« Dans une école de musique, qui est le théâtre lui-même (pas de décor sinon quelques chaises et des pupitres, divers accessoires), un trio de musiciennes, dont une chanteuse, joue Bach. Il y a là un homme qui va et vient, à la fois familier et étranger à ce qu'on joue. Il a l'air usé, pauvre, indécis. Que vient-il faire là ? « Qu'est-ce que vous foutez-là, monsieur ? » aura-t-on envie de lui dire, tout en s'accommodant de sa présence. Car cet homme, c'est l'acteur Michel Robin. Il va jouer Les Méfaits du tabac, de Tchekhov. » Denis Podalydès
« Comme sujet de ma conférence d’aujourd’hui, j’ai choisi pour ainsi dire, le danger que fait courir à l’humanité l’usage du tabac. Personnellement je fume, mais ma femme m’a ordonné de parler, aujourd’hui, des méfaits du tabac, donc, il n’y a pas à discuter.
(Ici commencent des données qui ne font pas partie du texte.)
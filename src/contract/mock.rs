//! In-memory gateway for tests

use crate::contract::{
	CampaignDetail, ContractEvent, ContractEventHandler, ContractGateway, GatewayError,
	Subscription,
};

use ethers::types::{Address, TxHash, U256};
use std::collections::{HashMap, VecDeque};
use std::sync::atomic::{AtomicBool, AtomicUsize, Ordering};
use std::sync::{Arc, Mutex};
use tokio::sync::oneshot;

#[derive(Debug, Clone, Default)]
pub struct MockState {
	pub owner: Address,
	pub balance: U256,
	pub fees: U256,
	pub live: Vec<U256>,
	pub fulfilled: Vec<U256>,
	pub cancelled: Vec<U256>,
	pub details: HashMap<U256, CampaignDetail>,
}

impl MockState {
	pub fn with_campaign(mut self, id: u64, detail: CampaignDetail) -> Self {
		self.details.insert(U256::from(id), detail);
		self
	}
}

#[derive(Debug, Clone, PartialEq, Eq)]
pub struct RecordedWrite {
	pub method: &'static str,
	pub from: Address,
	pub value: U256,
}

#[derive(Default)]
pub struct MockGateway {
	pub state: Mutex<MockState>,
	pub reads: AtomicUsize,
	pub writes: Mutex<Vec<RecordedWrite>>,
	/// Read method that fails on its next call(s).
	pub failing_read: Mutex<Option<&'static str>>,
	/// Error returned by every write while set.
	pub write_error: Mutex<Option<GatewayError>>,
	/// Each `owner()` call pops one gate and waits on it before reading state.
	pub owner_gates: Mutex<VecDeque<oneshot::Receiver<()>>>,
	pub subscriptions: AtomicUsize,
	pub unsubscribes: Arc<AtomicUsize>,
	/// Makes every `subscribe_all` fail while set.
	pub fail_subscribe: AtomicBool,
	handler: Arc<Mutex<Option<Arc<dyn ContractEventHandler>>>>,
	/// End flag of the current subscription's stream.
	stream_ended: Mutex<Arc<AtomicBool>>,
}

pub fn detail(entrepreneur: Address, title: &str, cost: U256, needed: u64, count: u64) -> CampaignDetail {
	CampaignDetail {
		entrepreneur,
		title: title.to_string(),
		pledge_cost: cost,
		pledges_needed: U256::from(needed),
		pledges_count: U256::from(count),
	}
}

pub fn ids(values: &[u64]) -> Vec<U256> {
	values.iter().copied().map(U256::from).collect()
}

impl MockGateway {
	pub fn new(state: MockState) -> Self {
		Self {
			state: Mutex::new(state),
			..Default::default()
		}
	}

	pub fn update(&self, f: impl FnOnce(&mut MockState)) {
		f(&mut self.state.lock().unwrap());
	}

	/// Install a gate for the next `owner()` call and return its release handle.
	pub fn gate_owner_read(&self) -> oneshot::Sender<()> {
		let (release, gate) = oneshot::channel();
		self.owner_gates.lock().unwrap().push_back(gate);
		release
	}

	pub fn fail_read(&self, method: &'static str) {
		*self.failing_read.lock().unwrap() = Some(method);
	}

	pub fn heal(&self) {
		*self.failing_read.lock().unwrap() = None;
	}

	pub fn read_count(&self) -> usize {
		self.reads.load(Ordering::SeqCst)
	}

	pub fn write_count(&self) -> usize {
		self.writes.lock().unwrap().len()
	}

	pub fn is_subscribed(&self) -> bool {
		self.handler.lock().unwrap().is_some()
	}

	/// Simulate the event stream dropping: the handler is detached without an unsubscribe.
	pub fn end_stream(&self) {
		self.stream_ended.lock().unwrap().store(true, Ordering::SeqCst);
		*self.handler.lock().unwrap() = None;
	}

	/// Deliver an event to the subscribed handler, if any.
	pub async fn emit(&self) {
		let handler = self.handler.lock().unwrap().clone();
		if let Some(handler) = handler {
			handler.on_event(ContractEvent::default()).await;
		}
	}

	fn read<T>(
		&self,
		method: &'static str,
		f: impl FnOnce(&MockState) -> T,
	) -> Result<T, GatewayError> {
		self.reads.fetch_add(1, Ordering::SeqCst);
		if *self.failing_read.lock().unwrap() == Some(method) {
			return Err(GatewayError::ReadError {
				method,
				message: "connection reset".to_string(),
			});
		}
		Ok(f(&self.state.lock().unwrap()))
	}

	fn write(&self, method: &'static str, from: Address, value: U256) -> Result<TxHash, GatewayError> {
		if let Some(err) = self.write_error.lock().unwrap().clone() {
			return Err(err);
		}
		let mut writes = self.writes.lock().unwrap();
		writes.push(RecordedWrite {
			method,
			from,
			value,
		});
		Ok(TxHash::from_low_u64_be(writes.len() as u64))
	}
}

#[async_trait::async_trait]
impl ContractGateway for MockGateway {
	async fn owner(&self) -> Result<Address, GatewayError> {
		let gate = self.owner_gates.lock().unwrap().pop_front();
		if let Some(gate) = gate {
			let _ = gate.await;
		}
		self.read("owner", |s| s.owner)
	}

	async fn contract_balance(&self) -> Result<U256, GatewayError> {
		self.read("getContractBalance", |s| s.balance)
	}

	async fn total_fees(&self) -> Result<U256, GatewayError> {
		self.read("totalFees", |s| s.fees)
	}

	async fn active_campaign_ids(&self) -> Result<Vec<U256>, GatewayError> {
		self.read("getActiveCampaigns", |s| s.live.clone())
	}

	async fn fulfilled_campaign_ids(&self) -> Result<Vec<U256>, GatewayError> {
		self.read("getFulfilledCampaigns", |s| s.fulfilled.clone())
	}

	async fn cancelled_campaign_ids(&self) -> Result<Vec<U256>, GatewayError> {
		self.read("getCancelledCampaigns", |s| s.cancelled.clone())
	}

	async fn campaign_detail(&self, id: U256) -> Result<CampaignDetail, GatewayError> {
		self.read("getCampaign", |s| s.details.get(&id).cloned())?
			.ok_or(GatewayError::ReadError {
				method: "getCampaign",
				message: format!("unknown campaign {}", id),
			})
	}

	async fn create_campaign(
		&self,
		from: Address,
		_title: String,
		_pledge_cost: U256,
		_pledges_needed: U256,
		fee: U256,
	) -> Result<TxHash, GatewayError> {
		self.write("createCampaign", from, fee)
	}

	async fn pledge(
		&self,
		from: Address,
		_id: U256,
		_count: U256,
		value: U256,
	) -> Result<TxHash, GatewayError> {
		self.write("pledge", from, value)
	}

	async fn cancel_campaign(&self, from: Address, _id: U256) -> Result<TxHash, GatewayError> {
		self.write("cancelCampaign", from, U256::zero())
	}

	async fn fulfill_campaign(&self, from: Address, _id: U256) -> Result<TxHash, GatewayError> {
		self.write("fulfillCampaign", from, U256::zero())
	}

	async fn claim_refund(&self, from: Address, _id: U256) -> Result<TxHash, GatewayError> {
		self.write("claimRefund", from, U256::zero())
	}

	async fn withdraw_fees(&self, from: Address) -> Result<TxHash, GatewayError> {
		self.write("withdrawFees", from, U256::zero())
	}

	async fn change_owner(&self, from: Address, _new_owner: Address) -> Result<TxHash, GatewayError> {
		self.write("changeOwner", from, U256::zero())
	}

	async fn ban_entrepreneur(
		&self,
		from: Address,
		_entrepreneur: Address,
	) -> Result<TxHash, GatewayError> {
		self.write("banEntrepreneur", from, U256::zero())
	}

	async fn destroy_contract(&self, from: Address) -> Result<TxHash, GatewayError> {
		self.write("destroyContract", from, U256::zero())
	}

	async fn subscribe_all(
		&self,
		handler: Arc<dyn ContractEventHandler>,
	) -> Result<Subscription, GatewayError> {
		if self.fail_subscribe.load(Ordering::SeqCst) {
			return Err(GatewayError::SubscriptionError("connection closed".to_string()));
		}
		self.subscriptions.fetch_add(1, Ordering::SeqCst);
		*self.handler.lock().unwrap() = Some(handler);

		let ended = Arc::new(AtomicBool::new(false));
		*self.stream_ended.lock().unwrap() = ended.clone();

		let slot = self.handler.clone();
		let unsubscribes = self.unsubscribes.clone();
		Ok(Subscription::new(move || {
			unsubscribes.fetch_add(1, Ordering::SeqCst);
			if let Ok(mut slot) = slot.lock() {
				*slot = None;
			}
		})
		.with_end_check(move || ended.load(Ordering::SeqCst)))
	}
}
Puisqu’il faut parler du tabac, parlons du tabac, cela m’est complètement égal ; quant à vous, Mesdames et Messieurs, je vous prie d’écouter ma conférence avec tout le sérieux voulu, pour qu’il n’y ait aucun désagrément. Ceux qu’effraie une conférence sérieuse, scientifique, à qui cela risque de déplaire, n’ont qu’à ne pas écouter et sortir. » Anton Tchékhov, extrait des Méfaits du tabac
Michel Robin est Nioukhine des Méfaits du tabac. « Mesdames, et pour ainsi dire, messieurs… » Pourquoi cette conférence ? Pourquoi ce sujet ? Pourquoi dans une académie de musique ? Sa femme lui a demandé ça « dans un but de bienfaisance », pour qu'il rapporte quelques sous à l'école de musique, probablement, et se rende un tant soit peu utile, lui qui ne connaît rien à rien.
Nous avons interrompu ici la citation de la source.